R/NNa.R
In GmAMisc: 'Gianmarco Alberti' Miscellaneous

Documented in NNa

#' R function for Nearest Neighbor analysis of point patterns
#'
#' The function allows to perform the Nearest Neighbor analysis of point patterns to formally test
#' for the presence of a clustered, dispersed, or random spatial arrangement (second-order effect).
#' It also allows to control for a first-order effect (i.e., influence of an underlaying numerical
#' covariate) while performing the analysis.

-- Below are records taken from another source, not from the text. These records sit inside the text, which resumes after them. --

#![forbid(unsafe_code)]

//! Submission validation and host notification.
//!
//! Submitting checks the field's value for exact, case-sensitive membership
//! in the reference list and reports the outcome through a host-provided
//! [`Notifier`] exactly once. A failed validation is an ordinary outcome,
//! not an `Err`: the host always gets a message to show.

use std::fmt;

/// Message sent when the value is not a reference entry.
pub const INVALID_SUBMISSION_MESSAGE: &str = "Please submit a valid country from the autocomplete.";

/// Prefix of the message sent for an accepted value.
pub const SUBMITTING_PREFIX: &str = "Submitting country ";

/// Host alerting collaborator.
pub trait Notifier {
    /// Deliver one user-facing message.
    fn notify(&mut self, message: &str);
}

impl<F: FnMut(&str)> Notifier for F {
    fn notify(&mut self, message: &str) {
        self(message);
    }
}

/// Notifier that keeps every message, in order.
#[derive(Debug, Clone, Default, PartialEq, Eq)]
pub struct RecordingNotifier {
    messages: Vec<String>,
}

impl RecordingNotifier {
    /// Create an empty recorder.
    pub fn new() -> Self {
        Self::default()
    }

    /// All messages received so far.
    pub fn messages(&self) -> &[String] {
        &self.messages
    }

    /// The most recent message.
    pub fn last(&self) -> Option<&str> {
        self.messages.last().map(String::as_str)
    }

    /// Forget recorded messages.
    pub fn clear(&mut self) {
        self.messages.clear();
    }
}

impl Notifier for RecordingNotifier {
    fn notify(&mut self, message: &str) {
        self.messages.push(message.to_string());
    }
}

/// Why a submitted value was rejected.
#[derive(Debug, Clone, PartialEq, Eq)]
pub enum ValidationError {
    /// The field was empty.
    Empty,
    /// The value is not exactly one of the reference entries.
    NotInReference {
        /// The rejected value.
        value: String,
    },
}

impl fmt::Display for ValidationError {
    fn fmt(&self, f: &mut fmt::Formatter<'_>) -> fmt::Result {
        f.write_str(INVALID_SUBMISSION_MESSAGE)
    }
}

impl std::error::Error for ValidationError {}

/// Result of a submission.
#[derive(Debug, Clone, PartialEq, Eq)]
pub enum SubmitOutcome {
    /// The value matched this reference entry exactly.
    Accepted {
        /// The matched entry.
        entry: String,
    },
    /// The value failed validation.
    Rejected(ValidationError),
}

impl SubmitOutcome {
    /// Validate `value` with `is_member` as the exact-membership test.
    pub fn validate(value: &str, is_member: impl FnOnce(&str) -> bool) -> Self {
        if value.is_empty() {
            Self::Rejected(ValidationError::Empty)
        } else if is_member(value) {
            Self::Accepted {
                entry: value.to_string(),
            }
        } else {
            Self::Rejected(ValidationError::NotInReference {
                value: value.to_string(),
            })
        }
    }

    /// The user-facing message for this outcome.
    pub fn message(&self) -> String {
        match self {
            Self::Accepted { entry } => format!("{SUBMITTING_PREFIX}{entry}"),
            Self::Rejected(err) => err.to_string(),
        }
    }

    /// True for [`SubmitOutcome::Accepted`].
    pub fn is_accepted(&self) -> bool {
        matches!(self, Self::Accepted { .. })
    }
}
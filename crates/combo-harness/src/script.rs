#![forbid(unsafe_code)]

//! Keystroke scripts.
//!
//! A script is typed text with `{name}` tokens for special keys, e.g.
//! `"united{downarrow}{enter}"`. `{{}` types a literal `{`.
//!
//! | Token | Key |
//! |---|---|
//! | `{downarrow}` / `{uparrow}` | Down / Up |
//! | `{leftarrow}` / `{rightarrow}` | Left / Right |
//! | `{enter}` | Enter |
//! | `{esc}` | Escape |
//! | `{space}` | Space |
//! | `{tab}` | Tab |
//! | `{backspace}` / `{del}` | Backspace / Delete |
//! | `{home}` / `{end}` | Home / End |

use std::fmt;

use combo_core::event::{Event, KeyCode};

/// Error parsing a keystroke script.
#[derive(Debug, Clone, PartialEq, Eq)]
pub enum ScriptError {
    /// `{name}` is not a known key.
    UnknownToken {
        /// Token text without braces.
        token: String,
        /// Byte offset of the opening brace.
        offset: usize,
    },
    /// A `{` was never closed.
    Unterminated {
        /// Byte offset of the opening brace.
        offset: usize,
    },
}

impl fmt::Display for ScriptError {
    fn fmt(&self, f: &mut fmt::Formatter<'_>) -> fmt::Result {
        match self {
            Self::UnknownToken { token, offset } => {
                write!(f, "unknown key token {{{token}}} at byte {offset}")
            }
            Self::Unterminated { offset } => {
                write!(f, "unterminated key token at byte {offset}")
            }
        }
    }
}

impl std::error::Error for ScriptError {}

fn token_key(token: &str) -> Option<KeyCode> {
    let code = match token.to_ascii_lowercase().as_str() {
        "downarrow" => KeyCode::Down,
        "uparrow" => KeyCode::Up,
        "leftarrow" => KeyCode::Left,
        "rightarrow" => KeyCode::Right,
        "enter" => KeyCode::Enter,
        "esc" => KeyCode::Escape,
        "space" => KeyCode::Char(' '),
        "tab" => KeyCode::Tab,
        "backspace" => KeyCode::Backspace,
        "del" => KeyCode::Delete,
        "home" => KeyCode::Home,
        "end" => KeyCode::End,
        "{" => KeyCode::Char('{'),
        _ => return None,
    };
    Some(code)
}

/// Parse `script` into key press events.
pub fn parse(script: &str) -> Result<Vec<Event>, ScriptError> {
    let mut events = Vec::with_capacity(script.len());
    let mut rest = script.char_indices();

    while let Some((offset, c)) = rest.next() {
        if c != '{' {
            events.push(Event::key(KeyCode::Char(c)));
            continue;
        }
        let mut token = String::new();
        let mut closed = false;
        for (_, t) in rest.by_ref() {
            // `}` only closes a non-empty token.
            if t == '}' && !token.is_empty() {
                closed = true;
                break;
            }
            token.push(t);
        }
        if !closed {
            return Err(ScriptError::Unterminated { offset });
        }
        let code = token_key(&token).ok_or_else(|| ScriptError::UnknownToken {
            token: token.clone(),
            offset,
        })?;
        events.push(Event::key(code));
    }
    Ok(events)
}
#![forbid(unsafe_code)]

//! Core: input events, geometry, and the logging facade shared by the
//! combobox widget and its hosts.

pub mod event;
pub mod geometry;
pub mod logging;

// Re-export tracing macros at crate root for ergonomic use.
#[cfg(feature = "tracing")]
pub use logging::{
    debug, debug_span, error, error_span, info, info_span, trace, trace_span, warn, warn_span,
};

The covariate must be of RasterLayer class.
#' Significance is assessed via a randomized approach.\cr
#'
#' The function uses a randomized approach to test the significance of the Clark-Evans R statistic:
#' the observed R value is set against the distribution of R values computed across B iterations
#' (199 by default) in which a set of random points (with a sample size equal to the number of
#' points of the input feature) is drawn and the statistic recomputed.\cr
#'
#' The function produces a histogram of the randomized R values, with a black dot indicating the
#' observed value and a hollow dot representing the average of the randomized R values. P-values
#' (computed following Baddeley et al., "Spatial Point Patterns. Methodology and Applications with
#' R", CRC Press 2016, p. 387), are reported at the bottom of the same chart. Two reference lines
#' represent the two tails of the randomized distribution (left tail, indicating a significant
#' clustered pattern; right tail, indicating a significant dispersed pattern).\cr
#'
#' @param feature Feature dataset (of point type; SpatialPointsDataFrame class).
#' @param studyplot Shapefile (of polygon type; SpatialPolygonsDataFrame class) representing the
#'   study area; if not provided, the study area is internally worked out as the convex hull
#'   enclosing the input feature dataset.
#' @param buffer Add a buffer to the studyplot (0 by default); the unit depends upon the units of
#'   the input data.
#' @param cov.var Numeric covariate (of 'RasterLayer' class).
#' @param B Number of randomizations to be used (199 by default).
#' @param addmap TRUE (default) or FALSE if the user wants or does not want a map of the study area
#'   and of feature dataset to be also displayed.
#'
#' @return The function returns a list storing the following components \itemize{
##'  \item{$obs.aver.NN.dist: }{average of the observed NN distances}
##'  \item{$obs.R: }{observed R value}
##'  \item{$aver.rand.R: }{average of the randomized Rs}
##'  \item{$p.value clustered: }{p-value for a clustered pattern}
##'  \item{$p.value.dispersed: }{p-value for a dispersed pattern}
##'  \item{$p.value.diff.from.random: }{p-value for a pattern different from random}
##' }
#'
#' @keywords NNa
#'
#' @export
#'
#' @importFrom spatstat.random rpoint
#' @importFrom spatstat.geom area
#' @import maptools
#'
#' @examples
#' data(springs)
#'
#' #perform the analysis with B set to 19; the result points to a significant clustering
#' res <- NNa(springs, B=19)
#'
#' data(Starbucks)
#' data(popdensity)
#'
#' #perform the analysis, while controlling for the effect of the population density covariate
#' res <- NNa(Starbucks, cov.var=popdensity, B=19)
#'
#' @seealso \code{\link{refNNa}}
#'
NNa <- function(feature, studyplot=NULL, buffer=0, B=199, cov.var=NULL, addmap=TRUE){
  #define an ojbect in which we can store the observed average NN distance
  obs.NNdist <- numeric()

  #do the same for the R statistics
  obs.Rindex <- numeric()

  #define an ojbect in which we can store the randomized average NN distances
  rnd.NNdist <- numeric(B)

  #do the same for the R statistics
  rnd.Rindex <- numeric(B)

  #calculate all the pair-wise distances among points
  matr <- gDistance(feature, byid=TRUE)

  #set to NA the values along the diagonal of the matrix,
  #which represent the distance between anypoint and itself
  diag(matr) <- NA

  #calculate the observed average NN distance, and store it
  obs.NNdist <- mean(apply(matr, 2, min, na.rm=TRUE))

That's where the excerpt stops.